▶ [PROBLEM]:
Return, word for word, only the lines of the data below that lie between the line with "pub fn endpoint(&self, ep: EndpointAddr)" and the line with "the halt flag", those two lines included.

************

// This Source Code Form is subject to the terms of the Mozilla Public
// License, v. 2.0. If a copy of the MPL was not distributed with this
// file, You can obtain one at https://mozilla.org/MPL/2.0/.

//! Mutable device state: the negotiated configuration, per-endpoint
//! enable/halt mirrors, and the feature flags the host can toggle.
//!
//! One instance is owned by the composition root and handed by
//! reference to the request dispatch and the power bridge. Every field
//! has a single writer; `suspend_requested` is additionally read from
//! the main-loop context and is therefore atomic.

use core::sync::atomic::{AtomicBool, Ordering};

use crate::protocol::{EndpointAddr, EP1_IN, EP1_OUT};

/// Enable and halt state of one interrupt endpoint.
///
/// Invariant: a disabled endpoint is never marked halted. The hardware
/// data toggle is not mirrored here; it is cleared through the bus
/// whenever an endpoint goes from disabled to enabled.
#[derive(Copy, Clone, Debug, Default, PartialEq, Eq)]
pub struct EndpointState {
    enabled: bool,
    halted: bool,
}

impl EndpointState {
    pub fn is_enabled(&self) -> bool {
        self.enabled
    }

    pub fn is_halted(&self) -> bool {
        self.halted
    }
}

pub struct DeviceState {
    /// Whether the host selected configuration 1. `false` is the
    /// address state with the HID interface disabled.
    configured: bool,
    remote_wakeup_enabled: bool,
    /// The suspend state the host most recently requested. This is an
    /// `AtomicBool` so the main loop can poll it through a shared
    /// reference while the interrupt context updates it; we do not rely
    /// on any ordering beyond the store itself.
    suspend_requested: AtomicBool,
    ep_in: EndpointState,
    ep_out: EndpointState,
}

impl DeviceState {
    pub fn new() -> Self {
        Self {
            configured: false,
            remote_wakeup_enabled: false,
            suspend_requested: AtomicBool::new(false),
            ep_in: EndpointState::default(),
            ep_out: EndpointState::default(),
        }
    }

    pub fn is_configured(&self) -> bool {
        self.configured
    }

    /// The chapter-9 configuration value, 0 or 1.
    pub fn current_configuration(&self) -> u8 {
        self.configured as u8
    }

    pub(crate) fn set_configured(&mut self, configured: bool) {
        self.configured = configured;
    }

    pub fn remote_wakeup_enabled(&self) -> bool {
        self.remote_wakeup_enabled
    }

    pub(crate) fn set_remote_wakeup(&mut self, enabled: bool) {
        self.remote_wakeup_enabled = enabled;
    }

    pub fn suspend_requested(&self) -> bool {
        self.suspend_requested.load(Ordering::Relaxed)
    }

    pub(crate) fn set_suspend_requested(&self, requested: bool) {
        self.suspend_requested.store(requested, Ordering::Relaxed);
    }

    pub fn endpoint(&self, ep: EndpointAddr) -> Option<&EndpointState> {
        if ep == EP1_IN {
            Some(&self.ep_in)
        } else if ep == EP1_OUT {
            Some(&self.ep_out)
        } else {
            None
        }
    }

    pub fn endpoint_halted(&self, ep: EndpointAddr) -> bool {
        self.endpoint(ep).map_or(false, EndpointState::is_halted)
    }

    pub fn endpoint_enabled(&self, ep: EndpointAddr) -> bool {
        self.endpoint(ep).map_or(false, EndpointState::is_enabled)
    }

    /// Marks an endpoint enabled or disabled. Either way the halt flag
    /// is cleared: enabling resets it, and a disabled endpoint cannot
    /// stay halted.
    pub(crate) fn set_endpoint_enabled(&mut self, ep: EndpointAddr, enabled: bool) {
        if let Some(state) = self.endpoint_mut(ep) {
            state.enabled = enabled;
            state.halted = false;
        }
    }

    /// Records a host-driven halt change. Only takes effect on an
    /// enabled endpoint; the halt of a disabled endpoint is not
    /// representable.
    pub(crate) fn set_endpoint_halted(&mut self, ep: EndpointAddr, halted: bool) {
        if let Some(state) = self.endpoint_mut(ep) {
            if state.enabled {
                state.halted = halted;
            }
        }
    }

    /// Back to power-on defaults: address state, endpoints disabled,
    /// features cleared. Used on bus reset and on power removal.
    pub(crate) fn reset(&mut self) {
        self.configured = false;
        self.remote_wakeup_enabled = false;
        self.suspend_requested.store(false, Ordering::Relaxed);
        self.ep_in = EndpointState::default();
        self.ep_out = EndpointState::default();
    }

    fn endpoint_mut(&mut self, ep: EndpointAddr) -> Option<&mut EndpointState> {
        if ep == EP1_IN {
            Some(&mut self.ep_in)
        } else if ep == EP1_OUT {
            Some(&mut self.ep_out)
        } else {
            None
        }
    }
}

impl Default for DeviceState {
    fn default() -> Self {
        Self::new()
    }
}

************

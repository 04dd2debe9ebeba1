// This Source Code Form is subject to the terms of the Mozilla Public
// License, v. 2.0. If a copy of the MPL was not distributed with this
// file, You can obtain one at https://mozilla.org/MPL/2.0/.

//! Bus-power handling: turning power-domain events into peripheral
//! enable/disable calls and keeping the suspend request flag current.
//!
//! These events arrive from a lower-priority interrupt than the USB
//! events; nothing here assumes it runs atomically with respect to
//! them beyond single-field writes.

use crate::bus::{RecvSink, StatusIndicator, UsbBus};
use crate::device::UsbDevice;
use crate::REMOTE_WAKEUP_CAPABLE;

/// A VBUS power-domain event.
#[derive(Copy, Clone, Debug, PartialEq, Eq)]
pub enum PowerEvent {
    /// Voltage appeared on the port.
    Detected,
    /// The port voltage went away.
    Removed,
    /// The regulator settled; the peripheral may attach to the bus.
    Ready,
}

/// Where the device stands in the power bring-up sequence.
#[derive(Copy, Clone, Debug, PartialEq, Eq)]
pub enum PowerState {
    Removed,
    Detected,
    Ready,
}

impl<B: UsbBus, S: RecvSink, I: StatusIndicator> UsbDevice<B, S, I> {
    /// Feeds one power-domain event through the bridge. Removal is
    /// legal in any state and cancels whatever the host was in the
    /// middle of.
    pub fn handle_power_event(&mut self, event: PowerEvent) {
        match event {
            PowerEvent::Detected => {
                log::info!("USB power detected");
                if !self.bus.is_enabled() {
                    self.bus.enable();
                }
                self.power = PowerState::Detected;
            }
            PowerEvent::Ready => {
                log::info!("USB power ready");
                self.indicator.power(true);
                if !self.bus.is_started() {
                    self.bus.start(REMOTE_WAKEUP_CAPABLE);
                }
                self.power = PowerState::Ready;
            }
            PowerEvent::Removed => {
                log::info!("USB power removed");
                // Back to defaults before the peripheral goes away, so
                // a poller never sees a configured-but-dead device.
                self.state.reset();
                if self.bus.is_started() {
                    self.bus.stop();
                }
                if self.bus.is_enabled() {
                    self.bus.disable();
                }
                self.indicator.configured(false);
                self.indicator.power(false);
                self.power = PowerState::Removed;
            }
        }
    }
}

************

▶ [SOLUTION BELOW]:
    pub fn endpoint(&self, ep: EndpointAddr) -> Option<&EndpointState> {
        if ep == EP1_IN {
            Some(&self.ep_in)
        } else if ep == EP1_OUT {
            Some(&self.ep_out)
        } else {
            None
        }
    }

    pub fn endpoint_halted(&self, ep: EndpointAddr) -> bool {
        self.endpoint(ep).map_or(false, EndpointState::is_halted)
    }

    pub fn endpoint_enabled(&self, ep: EndpointAddr) -> bool {
        self.endpoint(ep).map_or(false, EndpointState::is_enabled)
    }

    /// Marks an endpoint enabled or disabled. Either way the halt flag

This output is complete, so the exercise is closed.